Resilient buildings can roll with the punches, and when it comes to hotels, there’s no more important conversation to have. COVID-19 was hard on the hospitality industry, decimating the usual crowds of guests and forcing hotels to deal with the financial impacts of low occupancy.
Today, business is starting to pick up again as people cautiously begin to travel. However, questions remain about how hotels can become more resilient to shifting occupancy rates and other negatives ahead of the next pandemic.
“I see resilience being broken down into three categories: diversification, relationship and agility,” explained Sarah Fox, associate principal at CallisonRTKL. These three categories come together to define a full picture of what resilience looks like for a hotel:
- Diversification: Make sure your portfolio includes geographic diversity and covers different types of markets that can help protect you when one area or type of market suffers from lower occupancy.
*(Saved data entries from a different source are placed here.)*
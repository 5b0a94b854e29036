//! Named-service request/response payloads
//!
//! Service calls ride in `ServiceMethodCallFromClient` (or the
//! non-authed variant) with the method name in the routing header, so
//! there is no envelope message here, only the payloads themselves.

/// Method names this client calls.
pub mod methods {
    pub const GET_RSA_KEY: &str = "Authentication.GetPasswordRSAPublicKey#1";
    pub const BEGIN_AUTH_SESSION: &str = "Authentication.BeginAuthSessionViaCredentials#1";
    pub const UPDATE_AUTH_SESSION: &str = "Authentication.UpdateAuthSessionWithSteamGuardCode#1";
    pub const POLL_AUTH_SESSION: &str = "Authentication.PollAuthSessionStatus#1";
    pub const RICH_PRESENCE_LOC: &str = "Community.GetAppRichPresenceLocalization#1";
    pub const LAST_PLAYED_TIMES: &str = "Player.ClientGetLastPlayedTimes#1";
    pub const CLOUD_CONFIG_DOWNLOAD: &str = "CloudConfigStore.Download#1";
    pub const REQUEST_FRIEND_PERSONA_STATES: &str = "Chat.RequestFriendPersonaStates#1";
}

/// Second-factor mechanism offered by the backend
#[derive(Debug, Clone, Copy, PartialEq, Eq, Hash)]
pub enum GuardType {
    Unknown,
    None,
    EmailCode,
    DeviceCode,
    DeviceConfirmation,
    EmailConfirmation,
    MachineToken,
    LegacyMachineAuth,
}

impl GuardType {
    pub fn from_raw(raw: i32) -> Self {
        match raw {
            1 => Self::None,
            2 => Self::EmailCode,
            3 => Self::DeviceCode,
            4 => Self::DeviceConfirmation,
            5 => Self::EmailConfirmation,
            6 => Self::MachineToken,
            7 => Self::LegacyMachineAuth,
            _ => Self::Unknown,
        }
    }

    pub fn as_raw(self) -> i32 {
        match self {
            Self::Unknown => 0,
            Self::None => 1,
            Self::EmailCode => 2,
            Self::DeviceCode => 3,
            Self::DeviceConfirmation => 4,
            Self::EmailConfirmation => 5,
            Self::MachineToken => 6,
            Self::LegacyMachineAuth => 7,
        }
    }
}

/// Platform announced when opening an auth session
pub const PLATFORM_TYPE_CLIENT: i32 = 1;

/// Session persistence across restarts
pub const PERSISTENCE_PERSISTENT: i32 = 1;

#[derive(Clone, PartialEq, ::prost::Message)]
pub struct GetPasswordRsaPublicKeyRequest {
    #[prost(string, optional, tag = "1")]
    pub account_name: Option<String>,
}

#[derive(Clone, PartialEq, ::prost::Message)]
pub struct GetPasswordRsaPublicKeyResponse {
    /// Modulus as a hex string
    #[prost(string, optional, tag = "1")]
    pub publickey_mod: Option<String>,
    /// Exponent as a hex string
    #[prost(string, optional, tag = "2")]
    pub publickey_exp: Option<String>,
    /// Key timestamp echoed back on credential submission
    #[prost(uint64, optional, tag = "3")]
    pub timestamp: Option<u64>,
}

#[derive(Clone, PartialEq, ::prost::Message)]
pub struct DeviceDetails {
    #[prost(string, optional, tag = "1")]
    pub device_friendly_name: Option<String>,
    #[prost(int32, optional, tag = "2")]
    pub platform_type: Option<i32>,
    #[prost(int32, optional, tag = "3")]
    pub os_type: Option<i32>,
}

#[derive(Clone, PartialEq, ::prost::Message)]
pub struct BeginAuthSessionViaCredentialsRequest {
    #[prost(string, optional, tag = "1")]
    pub device_friendly_name: Option<String>,
    #[prost(string, optional, tag = "2")]
    pub account_name: Option<String>,
    /// RSA-encrypted password, base64-encoded
    #[prost(string, optional, tag = "3")]
    pub encrypted_password: Option<String>,
    #[prost(uint64, optional, tag = "4")]
    pub encryption_timestamp: Option<u64>,
    #[prost(bool, optional, tag = "5")]
    pub remember_login: Option<bool>,
    #[prost(int32, optional, tag = "6")]
    pub platform_type: Option<i32>,
    #[prost(int32, optional, tag = "7")]
    pub persistence: Option<i32>,
    #[prost(string, optional, tag = "8")]
    pub website_id: Option<String>,
    #[prost(message, optional, tag = "9")]
    pub device_details: Option<DeviceDetails>,
}

#[derive(Clone, PartialEq, ::prost::Message)]
pub struct AllowedConfirmation {
    #[prost(int32, optional, tag = "1")]
    pub confirmation_type: Option<i32>,
    #[prost(string, optional, tag = "2")]
    pub associated_message: Option<String>,
}

impl AllowedConfirmation {
    pub fn guard_type(&self) -> GuardType {
        GuardType::from_raw(self.confirmation_type.unwrap_or_default())
    }
}

#[derive(Clone, PartialEq, ::prost::Message)]
pub struct BeginAuthSessionViaCredentialsResponse {
    #[prost(uint64, optional, tag = "1")]
    pub client_id: Option<u64>,
    #[prost(bytes = "vec", optional, tag = "2")]
    pub request_id: Option<Vec<u8>>,
    /// Suggested polling interval in seconds
    #[prost(float, optional, tag = "3")]
    pub interval: Option<f32>,
    #[prost(message, repeated, tag = "4")]
    pub allowed_confirmations: Vec<AllowedConfirmation>,
    #[prost(uint64, optional, tag = "5")]
    pub steamid: Option<u64>,
    #[prost(string, optional, tag = "8")]
    pub extended_error_message: Option<String>,
}

#[derive(Clone, PartialEq, ::prost::Message)]
pub struct UpdateAuthSessionWithSteamGuardCodeRequest {
    #[prost(uint64, optional, tag = "1")]
    pub client_id: Option<u64>,
    #[prost(fixed64, optional, tag = "2")]
    pub steamid: Option<u64>,
    #[prost(string, optional, tag = "3")]
    pub code: Option<String>,
    #[prost(int32, optional, tag = "4")]
    pub code_type: Option<i32>,
}

#[derive(Clone, PartialEq, ::prost::Message)]
pub struct UpdateAuthSessionWithSteamGuardCodeResponse {}

#[derive(Clone, PartialEq, ::prost::Message)]
pub struct PollAuthSessionStatusRequest {
    #[prost(uint64, optional, tag = "1")]
    pub client_id: Option<u64>,
    #[prost(bytes = "vec", optional, tag = "2")]
    pub request_id: Option<Vec<u8>>,
}

#[derive(Clone, PartialEq, ::prost::Message)]
pub struct PollAuthSessionStatusResponse {
    #[prost(uint64, optional, tag = "1")]
    pub new_client_id: Option<u64>,
    #[prost(string, optional, tag = "3")]
    pub refresh_token: Option<String>,
    #[prost(string, optional, tag = "4")]
    pub access_token: Option<String>,
    #[prost(bool, optional, tag = "5")]
    pub had_remote_interaction: Option<bool>,
    #[prost(string, optional, tag = "6")]
    pub account_name: Option<String>,
}

#[derive(Clone, PartialEq, ::prost::Message)]
pub struct GetLastPlayedTimesRequest {
    #[prost(uint32, optional, tag = "1")]
    pub min_last_played: Option<u32>,
}

#[derive(Clone, PartialEq, ::prost::Message)]
pub struct GetLastPlayedTimesResponse {
    #[prost(message, repeated, tag = "1")]
    pub games: Vec<get_last_played_times_response::Game>,
}

pub mod get_last_played_times_response {
    #[derive(Clone, PartialEq, ::prost::Message)]
    pub struct Game {
        #[prost(int32, optional, tag = "1")]
        pub appid: Option<i32>,
        #[prost(uint32, optional, tag = "2")]
        pub last_playtime: Option<u32>,
        #[prost(uint32, optional, tag = "3")]
        pub playtime_2weeks: Option<u32>,
        #[prost(uint32, optional, tag = "4")]
        pub playtime_forever: Option<u32>,
    }
}

#[derive(Clone, PartialEq, ::prost::Message)]
pub struct CloudConfigDownloadRequest {
    #[prost(message, repeated, tag = "1")]
    pub versions: Vec<cloud_config::NamespaceVersion>,
}

#[derive(Clone, PartialEq, ::prost::Message)]
pub struct CloudConfigDownloadResponse {
    #[prost(message, repeated, tag = "1")]
    pub data: Vec<cloud_config::NamespaceData>,
}

pub mod cloud_config {
    #[derive(Clone, PartialEq, ::prost::Message)]
    pub struct NamespaceVersion {
        #[prost(uint32, optional, tag = "1")]
        pub enamespace: Option<u32>,
        #[prost(uint64, optional, tag = "2")]
        pub version: Option<u64>,
    }

    #[derive(Clone, PartialEq, ::prost::Message)]
    pub struct NamespaceData {
        #[prost(uint32, optional, tag = "1")]
        pub enamespace: Option<u32>,
        #[prost(uint64, optional, tag = "2")]
        pub version: Option<u64>,
        #[prost(message, repeated, tag = "3")]
        pub entries: Vec<Entry>,
    }

    #[derive(Clone, PartialEq, ::prost::Message)]
    pub struct Entry {
        #[prost(string, optional, tag = "1")]
        pub key: Option<String>,
        #[prost(bool, optional, tag = "2")]
        pub is_deleted: Option<bool>,
        #[prost(uint64, optional, tag = "3")]
        pub timestamp: Option<u64>,
        #[prost(string, optional, tag = "4")]
        pub value: Option<String>,
    }
}

#[derive(Clone, PartialEq, ::prost::Message)]
pub struct GetAppRichPresenceLocalizationRequest {
    #[prost(int32, optional, tag = "1")]
    pub appid: Option<i32>,
    #[prost(string, optional, tag = "2")]
    pub language: Option<String>,
}

#[derive(Clone, PartialEq, ::prost::Message)]
pub struct GetAppRichPresenceLocalizationResponse {
    #[prost(int32, optional, tag = "1")]
    pub appid: Option<i32>,
    #[prost(message, repeated, tag = "2")]
    pub token_lists: Vec<rich_presence::TokenList>,
}

pub mod rich_presence {
    #[derive(Clone, PartialEq, ::prost::Message)]
    pub struct TokenList {
        #[prost(string, optional, tag = "1")]
        pub language: Option<String>,
        #[prost(message, repeated, tag = "2")]
        pub tokens: Vec<Token>,
    }

    #[derive(Clone, PartialEq, ::prost::Message)]
    pub struct Token {
        #[prost(string, optional, tag = "1")]
        pub name: Option<String>,
        #[prost(string, optional, tag = "2")]
        pub value: Option<String>,
    }
}

/// Re-request persona states for all friends, empty payload
#[derive(Clone, PartialEq, ::prost::Message)]
pub struct RequestFriendPersonaStatesRequest {}

#[cfg(test)]
mod tests {
    use super::*;

    #[test]
    fn test_guard_type_round_trip() {
        for raw in 1..=7 {
            assert_eq!(GuardType::from_raw(raw).as_raw(), raw);
        }
    }

    #[test]
    fn test_guard_type_unknown_collapses() {
        assert_eq!(GuardType::from_raw(42), GuardType::Unknown);
        assert_eq!(GuardType::from_raw(-1), GuardType::Unknown);
    }
}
- Relationship: Build strong relationships not only with your vendors, but your community at large, Fox advised. “How can you partner with the community in terms of food and beverage, sports and recreation, or leisure?” she asked. “How do you embrace that partnership together?”
- Agility: For a hotel, agility is about innovation and being able to adapt to changes in culture. “It comes down to leadership,” Fox said. “Transparent leadership needs to be built on trust and open communication.”
These factors are also an important part of resiliency against natural disasters, added Paul Scriven, energy and sustainability director of HDR. Hotels must have mitigation measures in place to maintain continuous operations, including a disaster recovery plan, training and plant redundancy so that everyone can deal with the situation arising. “The way in which a hotel plans and enacts their response in these strenuous times is key to their reputation and standing within the community in which they reside,” he explained.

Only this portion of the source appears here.